Privacy Preserving Distributed Data Mining
Chris Clifton
Department of Computer Sciences
November 9, 2001
Data mining technology has emerged as a means for identifying patterns and trends from large
quantities of data. Data mining and data warehousing go hand-in-hand: most tools operate on
a principal of gathering all data into a central site, then running an algorithm against that data
(Figure 1). There are a number of applications that are infeasible under such a methodology,
leading to a need for distributed data mining. The obvious solution of a “virtual” data warehouse
– heterogeneous access to all the data – is not always possible. The problem is not simply that the
data is distributed, but that it must be distributed.
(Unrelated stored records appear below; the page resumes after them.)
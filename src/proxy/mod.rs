//! Egress proxy rotation
//!
//! A proxy pool is loaded once per run from a single URI or from a file with one URI per
//! line. Every fetch attempt picks a proxy independently and uniformly at random, so the
//! same proxy may be picked repeatedly. An empty pool means fetches go out directly.

use crate::ProxyError;
use rand::seq::IndexedRandom;
use std::fmt;
use std::path::Path;
use url::Url;

/// Transport kind, derived from the proxy URI scheme
#[derive(Debug, Clone, Copy, PartialEq, Eq, Hash)]
pub enum ProxyKind {
    /// `http://` or `https://` forward proxy
    Http,
    /// `socks4://` or `socks4a://`
    Socks4,
    /// `socks5://` or `socks5h://`
    Socks5,
}

impl ProxyKind {
    /// Maps a URI scheme to a transport kind
    pub fn from_scheme(scheme: &str) -> Result<Self, ProxyError> {
        match scheme.to_ascii_lowercase().as_str() {
            "http" | "https" => Ok(Self::Http),
            "socks4" | "socks4a" => Ok(Self::Socks4),
            "socks5" | "socks5h" => Ok(Self::Socks5),
            other => Err(ProxyError::UnsupportedScheme(other.to_string())),
        }
    }

    /// Returns true for SOCKS transports
    pub fn is_socks(&self) -> bool {
        matches!(self, Self::Socks4 | Self::Socks5)
    }
}

/// Credentials injected into every selected proxy
#[derive(Clone, PartialEq, Eq)]
pub struct ProxyAuth {
    pub username: String,
    pub password: String,
}

impl ProxyAuth {
    /// Parses `username:password`; the password may itself contain colons
    pub fn parse(raw: &str) -> Result<Self, ProxyError> {
        match raw.split_once(':') {
            Some((username, password)) if !username.is_empty() => Ok(Self {
                username: username.to_string(),
                password: password.to_string(),
            }),
            _ => Err(ProxyError::InvalidAuth),
        }
    }
}

impl fmt::Debug for ProxyAuth {
    fn fmt(&self, f: &mut fmt::Formatter<'_>) -> fmt::Result {
        f.debug_struct("ProxyAuth")
            .field("username", &self.username)
            .field("password", &"***")
            .finish()
    }
}

/// One parsed proxy endpoint
#[derive(Debug, Clone, PartialEq, Eq)]
pub struct ProxyEndpoint {
    url: Url,
    kind: ProxyKind,
}

impl ProxyEndpoint {
    /// Parses and checks a proxy URI
    ///
    /// Fails for malformed URIs, URIs without a host, and unsupported schemes.
    pub fn parse(raw: &str) -> Result<Self, ProxyError> {
        let raw = raw.trim();
        let url = Url::parse(raw).map_err(|e| ProxyError::InvalidUri {
            uri: raw.to_string(),
            reason: e.to_string(),
        })?;

        let kind = ProxyKind::from_scheme(url.scheme())?;

        if url.host_str().map_or(true, str::is_empty) {
            return Err(ProxyError::InvalidUri {
                uri: raw.to_string(),
                reason: "missing host".to_string(),
            });
        }

        Ok(Self { url, kind })
    }

    /// The proxy URI as configured
    pub fn url(&self) -> &Url {
        &self.url
    }

    /// Transport kind
    pub fn kind(&self) -> ProxyKind {
        self.kind
    }

    /// The proxy URI with credentials embedded in its userinfo
    pub fn with_credentials(&self, auth: Option<&ProxyAuth>) -> Url {
        let mut url = self.url.clone();
        if let Some(auth) = auth {
            // Hosts were validated at parse time, so setting userinfo cannot fail
            let _ = url.set_username(&auth.username);
            let _ = url.set_password(Some(&auth.password));
        }
        url
    }

    /// Builds a reqwest proxy handle for this endpoint
    ///
    /// HTTP proxies get a `Proxy-Authorization` header; SOCKS proxies carry the
    /// credentials in the URI userinfo.
    pub fn to_reqwest(&self, auth: Option<&ProxyAuth>) -> Result<reqwest::Proxy, ProxyError> {
        let proxy = match self.kind {
            ProxyKind::Http => {
                let proxy = reqwest::Proxy::all(self.url.as_str())?;
                match auth {
                    Some(auth) => proxy.basic_auth(&auth.username, &auth.password),
                    None => proxy,
                }
            }
            ProxyKind::Socks4 | ProxyKind::Socks5 => {
                reqwest::Proxy::all(self.with_credentials(auth).as_str())?
            }
        };
        Ok(proxy)
    }

    /// Value for Chromium's `--proxy-server` switch (no credentials; Chromium rejects them)
    pub fn browser_server(&self) -> String {
        let host = self.url.host_str().unwrap_or_default();
        match self.url.port() {
            Some(port) => format!("{}://{}:{}", self.url.scheme(), host, port),
            None => format!("{}://{}", self.url.scheme(), host),
        }
    }
}

impl fmt::Display for ProxyEndpoint {
    fn fmt(&self, f: &mut fmt::Formatter<'_>) -> fmt::Result {
        write!(f, "{}", self.browser_server())
    }
}

/// Ordered pool of proxy endpoints
#[derive(Debug, Clone, Default)]
pub struct ProxyPool {
    endpoints: Vec<ProxyEndpoint>,
    auth: Option<ProxyAuth>,
}

impl ProxyPool {
    /// A pool with no proxies: every fetch goes out directly
    pub fn empty() -> Self {
        Self::default()
    }

    /// Builds a pool from already-parsed endpoints
    pub fn new(endpoints: Vec<ProxyEndpoint>, auth: Option<ProxyAuth>) -> Self {
        Self { endpoints, auth }
    }

    /// Loads a pool from the configured source
    ///
    /// A source containing `://` is treated as a single proxy URI; anything else is a
    /// path to a file with one URI per line. Blank lines and `#` comments are skipped.
    pub fn load(source: Option<&str>, auth: Option<&str>) -> Result<Self, ProxyError> {
        let auth = auth.map(ProxyAuth::parse).transpose()?;

        let endpoints = match source.map(str::trim) {
            None | Some("") => Vec::new(),
            Some(uri) if uri.contains("://") => vec![ProxyEndpoint::parse(uri)?],
            Some(path) => Self::read_file(Path::new(path))?,
        };

        Ok(Self { endpoints, auth })
    }

    fn read_file(path: &Path) -> Result<Vec<ProxyEndpoint>, ProxyError> {
        let content = std::fs::read_to_string(path).map_err(|source| ProxyError::File {
            path: path.display().to_string(),
            source,
        })?;

        content
            .lines()
            .map(str::trim)
            .filter(|line| !line.is_empty() && !line.starts_with('#'))
            .map(ProxyEndpoint::parse)
            .collect()
    }

    /// Picks a proxy uniformly at random, with replacement
    pub fn pick(&self) -> Option<&ProxyEndpoint> {
        self.endpoints.choose(&mut rand::rng())
    }

    /// Credentials applied to every selected proxy
    pub fn auth(&self) -> Option<&ProxyAuth> {
        self.auth.as_ref()
    }

    /// Number of proxies in the pool
    pub fn len(&self) -> usize {
        self.endpoints.len()
    }

    /// Returns true if no proxy is configured
    pub fn is_empty(&self) -> bool {
        self.endpoints.is_empty()
    }
}
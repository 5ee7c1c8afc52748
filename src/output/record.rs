use chrono::{DateTime, Utc};
use serde::Serialize;
use url::Url;

/// One accepted URL plus derived metadata
///
/// Created exactly once, when a candidate passes policy and deduplication.
#[derive(Debug, Clone, PartialEq, Eq, Serialize)]
pub struct DiscoveryRecord {
    /// When the URL was accepted (serialized as RFC 3339 / ISO-8601)
    pub timestamp: DateTime<Utc>,

    /// The accepted URL
    pub url: String,

    /// URL path component
    pub path: String,

    /// Lowercase host
    pub host: String,

    /// Explicit port, or the scheme's default
    pub port: Option<u16>,
}

impl DiscoveryRecord {
    /// Builds a record stamped with the current time
    pub fn new(url: &Url) -> Self {
        Self::at(url, Utc::now())
    }

    /// Builds a record with an explicit timestamp
    pub fn at(url: &Url, timestamp: DateTime<Utc>) -> Self {
        Self {
            timestamp,
            url: url.to_string(),
            path: url.path().to_string(),
            host: url.host_str().unwrap_or_default().to_lowercase(),
            port: url.port_or_known_default(),
        }
    }
}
There are several situations where this arises:
1. Connectivity. Transmitting large quantities of data to a central site may be infeasible.
2. Heterogeneity of sources. Is it easier to combine results than combine sources?
3. Privacy of sources. Organizations may be willing to share data mining results, but not data.
This research will concentrate on issue 3: obtaining data mining results that are valid across a
distributed data set, with limited willingness to share data between sites. We propose to perform
local operations on each site that produce intermediate data that can be used to obtain the results,
without revealing the private information at each site.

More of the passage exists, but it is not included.